→ **ASSIGNMENT**
Can you restate the lines of the entries below, word for word, from the first one through the line that includes "use itertools::Itertools;"?

→ **Stored dataset items**

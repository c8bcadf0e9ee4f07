//! Kind-dispatching facade.
//!
//! [`Sequence`] is a closed tagged union over the eight numeric kinds the
//! radix engine handles, plus a `Comparable` escape hatch for anything that
//! implements [`Sortable`]. [`NumericVec`] is its owned counterpart and is
//! what copy-sorts hand back.

use crate::comparison_sort::{sort_sortable, Sortable};
use crate::config::NumericKind;
use crate::error::{SortError, SortResult};
use crate::radix_key::RadixKey;
use crate::radix_sort;
use itertools::Itertools;

/// A borrowed, mutable numeric sequence of one kind
pub enum Sequence<'a> {
    F32(&'a mut [f32]),
    F64(&'a mut [f64]),
    Isize(&'a mut [isize]),
    I32(&'a mut [i32]),
    I64(&'a mut [i64]),
    Usize(&'a mut [usize]),
    U32(&'a mut [u32]),
    U64(&'a mut [u64]),
    /// Anything with length, pairwise less-than and pairwise swap
    Comparable(&'a mut dyn Sortable),
}

/// An owned numeric sequence of one kind
#[derive(Debug, Clone, PartialEq)]
pub enum NumericVec {
    F32(Vec<f32>),
    F64(Vec<f64>),
    Isize(Vec<isize>),
    I32(Vec<i32>),
    I64(Vec<i64>),
    Usize(Vec<usize>),
    U32(Vec<u32>),
    U64(Vec<u64>),
}

macro_rules! impl_conversions {
    ($($t:ty => $variant:ident),* $(,)?) => {$(
        impl<'a> From<&'a mut [$t]> for Sequence<'a> {
            fn from(x: &'a mut [$t]) -> Self {
                Sequence::$variant(x)
            }
        }

        impl<'a> From<&'a mut Vec<$t>> for Sequence<'a> {
            fn from(x: &'a mut Vec<$t>) -> Self {
                Sequence::$variant(x.as_mut_slice())
            }
        }

        impl From<Vec<$t>> for NumericVec {
            fn from(x: Vec<$t>) -> Self {
                NumericVec::$variant(x)
            }
        }
    )*};
}

impl_conversions! {
    f32 => F32,
    f64 => F64,
    isize => Isize,
    i32 => I32,
    i64 => I64,
    usize => Usize,
    u32 => U32,
    u64 => U64,
}

impl<'a> Sequence<'a> {
    /// Numeric kind, or `None` for `Comparable`
    pub fn kind(&self) -> Option<NumericKind> {
        match self {
            Sequence::F32(_) => Some(NumericKind::F32),
            Sequence::F64(_) => Some(NumericKind::F64),
            Sequence::Isize(_) => Some(NumericKind::Isize),
            Sequence::I32(_) => Some(NumericKind::I32),
            Sequence::I64(_) => Some(NumericKind::I64),
            Sequence::Usize(_) => Some(NumericKind::Usize),
            Sequence::U32(_) => Some(NumericKind::U32),
            Sequence::U64(_) => Some(NumericKind::U64),
            Sequence::Comparable(_) => None,
        }
    }

    pub fn len(&self) -> usize {
        match self {
            Sequence::F32(x) => x.len(),
            Sequence::F64(x) => x.len(),
            Sequence::Isize(x) => x.len(),
            Sequence::I32(x) => x.len(),
            Sequence::I64(x) => x.len(),
            Sequence::Usize(x) => x.len(),
            Sequence::U32(x) => x.len(),
            Sequence::U64(x) => x.len(),
            Sequence::Comparable(x) => x.len(),
        }
    }

    pub fn is_empty(&self) -> bool {
        self.len() == 0
    }

    /// Duplicates the sequence into an owned [`NumericVec`].
    ///
    /// `Comparable` sequences cannot be duplicated and yield
    /// [`SortError::UnsupportedKind`].
    pub fn to_numeric_vec(&self) -> SortResult<NumericVec> {
        Ok(match self {
            Sequence::F32(x) => NumericVec::F32(x.to_vec()),
            Sequence::F64(x) => NumericVec::F64(x.to_vec()),
            Sequence::Isize(x) => NumericVec::Isize(x.to_vec()),
            Sequence::I32(x) => NumericVec::I32(x.to_vec()),
            Sequence::I64(x) => NumericVec::I64(x.to_vec()),
            Sequence::Usize(x) => NumericVec::Usize(x.to_vec()),
            Sequence::U32(x) => NumericVec::U32(x.to_vec()),
            Sequence::U64(x) => NumericVec::U64(x.to_vec()),
            Sequence::Comparable(_) => return Err(SortError::unsupported_kind("comparable")),
        })
    }
}

impl NumericVec {
    /// Empty vector of the given kind
    pub fn empty(kind: NumericKind) -> Self {
        match kind {
            NumericKind::F32 => NumericVec::F32(Vec::new()),
            NumericKind::F64 => NumericVec::F64(Vec::new()),
            NumericKind::Isize => NumericVec::Isize(Vec::new()),
            NumericKind::I32 => NumericVec::I32(Vec::new()),
            NumericKind::I64 => NumericVec::I64(Vec::new()),
            NumericKind::Usize => NumericVec::Usize(Vec::new()),
            NumericKind::U32 => NumericVec::U32(Vec::new()),
            NumericKind::U64 => NumericVec::U64(Vec::new()),
        }
    }

    pub fn kind(&self) -> NumericKind {
        match self {
            NumericVec::F32(_) => NumericKind::F32,
            NumericVec::F64(_) => NumericKind::F64,
            NumericVec::Isize(_) => NumericKind::Isize,
            NumericVec::I32(_) => NumericKind::I32,
            NumericVec::I64(_) => NumericKind::I64,
            NumericVec::Usize(_) => NumericKind::Usize,
            NumericVec::U32(_) => NumericKind::U32,
            NumericVec::U64(_) => NumericKind::U64,
        }
    }

    pub fn len(&self) -> usize {
        match self {
            NumericVec::F32(x) => x.len(),
            NumericVec::F64(x) => x.len(),
            NumericVec::Isize(x) => x.len(),
            NumericVec::I32(x) => x.len(),
            NumericVec::I64(x) => x.len(),
            NumericVec::Usize(x) => x.len(),
            NumericVec::U32(x) => x.len(),
            NumericVec::U64(x) => x.len(),
        }
    }

    pub fn is_empty(&self) -> bool {
        self.len() == 0
    }

    /// Borrow as a dispatchable sequence
    pub fn as_sequence(&mut self) -> Sequence<'_> {
        match self {
            NumericVec::F32(x) => Sequence::F32(x),
            NumericVec::F64(x) => Sequence::F64(x),
            NumericVec::Isize(x) => Sequence::Isize(x),
            NumericVec::I32(x) => Sequence::I32(x),
            NumericVec::I64(x) => Sequence::I64(x),
            NumericVec::Usize(x) => Sequence::Usize(x),
            NumericVec::U32(x) => Sequence::U32(x),
            NumericVec::U64(x) => Sequence::U64(x),
        }
    }

    /// Removes consecutive equal values, keeping the first of each run.
    ///
    /// Only removes all duplicates when the vector is sorted. NaNs never
    /// compare equal and are all kept. Returns the number of values removed.
    pub fn dedup(&mut self) -> usize {
        let before = self.len();
        match self {
            NumericVec::F32(x) => x.dedup(),
            NumericVec::F64(x) => x.dedup(),
            NumericVec::Isize(x) => x.dedup(),
            NumericVec::I32(x) => x.dedup(),
            NumericVec::I64(x) => x.dedup(),
            NumericVec::Usize(x) => x.dedup(),
            NumericVec::U32(x) => x.dedup(),
            NumericVec::U64(x) => x.dedup(),
        }
        before - self.len()
    }

    pub fn reverse(&mut self) {
        match self {
            NumericVec::F32(x) => x.reverse(),
            NumericVec::F64(x) => x.reverse(),
            NumericVec::Isize(x) => x.reverse(),
            NumericVec::I32(x) => x.reverse(),
            NumericVec::I64(x) => x.reverse(),
            NumericVec::Usize(x) => x.reverse(),
            NumericVec::U32(x) => x.reverse(),
            NumericVec::U64(x) => x.reverse(),
        }
    }

    /// Index of the first value that sorts before its predecessor.
    ///
    /// NaNs are expected at the front, as the radix engine leaves them.
    pub fn first_disorder(&self) -> Option<usize> {
        match self {
            NumericVec::F32(x) => first_disorder(x),
            NumericVec::F64(x) => first_disorder(x),
            NumericVec::Isize(x) => first_disorder(x),
            NumericVec::I32(x) => first_disorder(x),
            NumericVec::I64(x) => first_disorder(x),
            NumericVec::Usize(x) => first_disorder(x),
            NumericVec::U32(x) => first_disorder(x),
            NumericVec::U64(x) => first_disorder(x),
        }
    }
}

fn first_disorder<T: RadixKey>(x: &[T]) -> Option<usize> {
    x.iter()
        .tuple_windows()
        .position(|(&prev, &next)| {
            if prev.is_nan() {
                false
            } else {
                next.is_nan() || !prev.in_order(next)
            }
        })
        .map(|idx| idx + 1)
}

/// Sorts `seq` ascending in place, picking the engine from its kind.
///
/// Numeric kinds go to the radix engine (comparison sort below the kind's
/// threshold); `Comparable` sequences go to the generic comparison sort.
pub fn sort(seq: Sequence<'_>) -> SortResult<()> {
    match seq {
        Sequence::F32(x) => radix_sort::sort_in_place(x),
        Sequence::F64(x) => radix_sort::sort_in_place(x),
        Sequence::Isize(x) => radix_sort::sort_in_place(x),
        Sequence::I32(x) => radix_sort::sort_in_place(x),
        Sequence::I64(x) => radix_sort::sort_in_place(x),
        Sequence::Usize(x) => radix_sort::sort_in_place(x),
        Sequence::U32(x) => radix_sort::sort_in_place(x),
        Sequence::U64(x) => radix_sort::sort_in_place(x),
        Sequence::Comparable(x) => sort_sortable(x),
    }
    Ok(())
}

/// Returns a sorted copy of `seq`, leaving it untouched.
///
/// Fails with [`SortError::UnsupportedKind`] for `Comparable` sequences.
pub fn sort_to_copy(seq: &Sequence<'_>) -> SortResult<NumericVec> {
    let mut copy = seq.to_numeric_vec()?;
    sort(copy.as_sequence())?;
    Ok(copy)
}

→ **TASK SOLUTION**
repository c8bcadf0e9ee4f07
//! Kind-dispatching facade.
//!
//! [`Sequence`] is a closed tagged union over the eight numeric kinds the
//! radix engine handles, plus a `Comparable` escape hatch for anything that
//! implements [`Sortable`]. [`NumericVec`] is its owned counterpart and is
//! what copy-sorts hand back.

use crate::comparison_sort::{sort_sortable, Sortable};
use crate::config::NumericKind;
use crate::error::{SortError, SortResult};
use crate::radix_key::RadixKey;
use crate::radix_sort;
use itertools::Itertools;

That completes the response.